(Data excerpts)
※ ※ ※

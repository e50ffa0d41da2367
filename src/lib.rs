//! glyphreel renders still and animated raster images as grids of text glyphs.
//!
//! The pipeline for animated sources is:
//!
//! - Accumulate incremental GIF frames onto a persistent [`Canvas`]
//! - Resample each full frame to the character grid with [`resample_nearest`]
//! - Quantize every pixel to a [`Palette`] glyph with [`render_text`]
//! - Play the resulting [`TextFrame`] sequence to a [`TextSink`] with a [`Player`]
//!
//! [`render_still`] and [`render_animation`] wrap the first three steps behind a
//! [`RenderConfig`].
#![forbid(unsafe_code)]
#![deny(missing_docs)]

mod foundation;

pub(crate) mod animation;
pub(crate) mod config;
pub(crate) mod palette;
pub(crate) mod playback;
pub(crate) mod raster;
pub(crate) mod render;
pub(crate) mod source;

pub use crate::foundation::core::{Bounds, CHANNEL_MAX, Raster, Rgba16};
pub use crate::foundation::error::{GlyphError, GlyphResult};

pub use crate::animation::accumulate::Canvas;
pub use crate::animation::frame::{Animation, AnimationFrame, LoopCount};
pub use crate::config::render_config::{PaletteChoice, PipelineMode, RenderConfig};
pub use crate::palette::charsets::charset_names;
pub use crate::palette::palette::{Glyph, Palette};
pub use crate::playback::clock::{CancelToken, Clock, ManualClock, SystemClock};
pub use crate::playback::scheduler::{
    LoopMode, PlaybackOpts, PlaybackReport, PlaybackState, Player, frame_delay,
};
pub use crate::playback::sink::{
    CLEAR_SCREEN, InMemorySink, SinkFrame, TerminalSink, TextSink, write_text_frames,
};
pub use crate::raster::resample::resample_nearest;
pub use crate::raster::sizing::{DEFAULT_TARGET_WIDTH, TEXT_PIXEL_RATIO, TargetSize};
pub use crate::render::pipeline::{
    RenderStats, render_animation, render_animation_with_stats, render_still,
};
pub use crate::render::text::{RowDispatch, TextFrame, render_text};
pub use crate::source::decode::{Source, decode, decode_animation, decode_still, load_path};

※ ※ ※

Scan the entries for lines holding the string "foundation", then copy every one of them.

mod foundation;
pub use crate::foundation::core::{Bounds, CHANNEL_MAX, Raster, Rgba16};
pub use crate::foundation::error::{GlyphError, GlyphResult};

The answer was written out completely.